**Study material**:
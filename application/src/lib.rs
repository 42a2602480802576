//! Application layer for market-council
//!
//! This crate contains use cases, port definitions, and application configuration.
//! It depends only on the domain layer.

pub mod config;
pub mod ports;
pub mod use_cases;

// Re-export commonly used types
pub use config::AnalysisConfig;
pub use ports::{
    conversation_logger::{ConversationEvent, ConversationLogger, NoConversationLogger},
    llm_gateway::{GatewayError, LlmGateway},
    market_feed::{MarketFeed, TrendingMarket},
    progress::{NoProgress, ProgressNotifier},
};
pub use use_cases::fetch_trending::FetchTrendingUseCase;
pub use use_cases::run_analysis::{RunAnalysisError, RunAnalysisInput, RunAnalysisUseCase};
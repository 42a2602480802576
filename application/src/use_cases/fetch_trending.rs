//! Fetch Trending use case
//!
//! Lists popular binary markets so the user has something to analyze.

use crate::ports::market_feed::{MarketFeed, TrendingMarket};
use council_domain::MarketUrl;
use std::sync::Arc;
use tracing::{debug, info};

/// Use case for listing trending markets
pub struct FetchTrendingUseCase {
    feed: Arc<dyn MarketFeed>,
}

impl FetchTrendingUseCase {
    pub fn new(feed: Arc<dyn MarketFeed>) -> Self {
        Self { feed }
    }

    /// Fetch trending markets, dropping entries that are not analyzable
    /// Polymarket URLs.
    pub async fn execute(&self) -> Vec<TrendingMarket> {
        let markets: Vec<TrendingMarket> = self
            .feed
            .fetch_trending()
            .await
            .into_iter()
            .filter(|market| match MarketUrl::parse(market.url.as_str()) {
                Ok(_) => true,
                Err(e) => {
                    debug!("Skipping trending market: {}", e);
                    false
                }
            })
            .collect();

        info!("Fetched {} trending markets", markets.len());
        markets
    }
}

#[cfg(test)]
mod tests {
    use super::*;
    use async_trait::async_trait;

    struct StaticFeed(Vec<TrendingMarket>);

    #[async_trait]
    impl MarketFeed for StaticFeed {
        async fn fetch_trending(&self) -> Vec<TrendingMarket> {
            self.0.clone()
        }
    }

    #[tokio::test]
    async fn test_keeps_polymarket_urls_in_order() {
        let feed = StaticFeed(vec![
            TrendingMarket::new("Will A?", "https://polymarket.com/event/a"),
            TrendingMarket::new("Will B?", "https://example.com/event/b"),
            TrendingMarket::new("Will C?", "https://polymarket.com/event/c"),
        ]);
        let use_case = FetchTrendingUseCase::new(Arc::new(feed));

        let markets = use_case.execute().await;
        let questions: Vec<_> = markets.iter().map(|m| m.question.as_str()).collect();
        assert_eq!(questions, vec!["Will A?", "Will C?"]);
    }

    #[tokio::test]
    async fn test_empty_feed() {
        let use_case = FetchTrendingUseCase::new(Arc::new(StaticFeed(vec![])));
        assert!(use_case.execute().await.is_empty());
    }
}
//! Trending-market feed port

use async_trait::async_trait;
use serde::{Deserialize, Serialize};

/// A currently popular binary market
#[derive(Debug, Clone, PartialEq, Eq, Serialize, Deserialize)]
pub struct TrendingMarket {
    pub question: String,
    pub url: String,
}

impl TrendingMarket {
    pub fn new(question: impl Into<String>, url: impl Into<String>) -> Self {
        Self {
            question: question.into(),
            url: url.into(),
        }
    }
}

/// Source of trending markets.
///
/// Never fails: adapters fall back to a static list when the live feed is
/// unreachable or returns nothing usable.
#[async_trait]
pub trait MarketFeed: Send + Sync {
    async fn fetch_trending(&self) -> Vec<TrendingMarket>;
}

**Task directions**: In full and exactly as written, repeat the data.

**Answer space**:
filename application/src/lib.rs
repository 42a2602480802576
//! Application layer for market-council
//!
//! This crate contains use cases, port definitions, and application configuration.
//! It depends only on the domain layer.

pub mod config;
pub mod ports;
pub mod use_cases;

// Re-export commonly used types
pub use config::AnalysisConfig;
pub use ports::{
    conversation_logger::{ConversationEvent, ConversationLogger, NoConversationLogger},
    llm_gateway::{GatewayError, LlmGateway},
    market_feed::{MarketFeed, TrendingMarket},
    progress::{NoProgress, ProgressNotifier},
};
pub use use_cases::fetch_trending::FetchTrendingUseCase;
pub use use_cases::run_analysis::{RunAnalysisError, RunAnalysisInput, RunAnalysisUseCase};
repository 42a2602480802576
filename application/src/use_cases/fetch_trending.rs
//! Fetch Trending use case
//!
//! Lists popular binary markets so the user has something to analyze.

use crate::ports::market_feed::{MarketFeed, TrendingMarket};
use council_domain::MarketUrl;
use std::sync::Arc;
use tracing::{debug, info};

/// Use case for listing trending markets
pub struct FetchTrendingUseCase {
    feed: Arc<dyn MarketFeed>,
}

impl FetchTrendingUseCase {
    pub fn new(feed: Arc<dyn MarketFeed>) -> Self {
        Self { feed }
    }

    /// Fetch trending markets, dropping entries that are not analyzable
    /// Polymarket URLs.
    pub async fn execute(&self) -> Vec<TrendingMarket> {
        let markets: Vec<TrendingMarket> = self
            .feed
            .fetch_trending()
            .await
            .into_iter()
            .filter(|market| match MarketUrl::parse(market.url.as_str()) {
                Ok(_) => true,
                Err(e) => {
                    debug!("Skipping trending market: {}", e);
                    false
                }
            })
            .collect();

        info!("Fetched {} trending markets", markets.len());
        markets
    }
}

#[cfg(test)]
mod tests {
    use super::*;
    use async_trait::async_trait;

    struct StaticFeed(Vec<TrendingMarket>);

    #[async_trait]
    impl MarketFeed for StaticFeed {
        async fn fetch_trending(&self) -> Vec<TrendingMarket> {
            self.0.clone()
        }
    }

    #[tokio::test]
    async fn test_keeps_polymarket_urls_in_order() {
        let feed = StaticFeed(vec![
            TrendingMarket::new("Will A?", "https://polymarket.com/event/a"),
            TrendingMarket::new("Will B?", "https://example.com/event/b"),
            TrendingMarket::new("Will C?", "https://polymarket.com/event/c"),
        ]);
        let use_case = FetchTrendingUseCase::new(Arc::new(feed));

        let markets = use_case.execute().await;
        let questions: Vec<_> = markets.iter().map(|m| m.question.as_str()).collect();
        assert_eq!(questions, vec!["Will A?", "Will C?"]);
    }

    #[tokio::test]
    async fn test_empty_feed() {
        let use_case = FetchTrendingUseCase::new(Arc::new(StaticFeed(vec![])));
        assert!(use_case.execute().await.is_empty());
    }
}
//! Trending-market feed port

use async_trait::async_trait;
use serde::{Deserialize, Serialize};

/// A currently popular binary market
#[derive(Debug, Clone, PartialEq, Eq, Serialize, Deserialize)]
pub struct TrendingMarket {
    pub question: String,
    pub url: String,
}

impl TrendingMarket {
    pub fn new(question: impl Into<String>, url: impl Into<String>) -> Self {
        Self {
            question: question.into(),
            url: url.into(),
        }
    }
}

/// Source of trending markets.
///
/// Never fails: adapters fall back to a static list when the live feed is
/// unreachable or returns nothing usable.
#[async_trait]
pub trait MarketFeed: Send + Sync {
    async fn fetch_trending(&self) -> Vec<TrendingMarket>;
}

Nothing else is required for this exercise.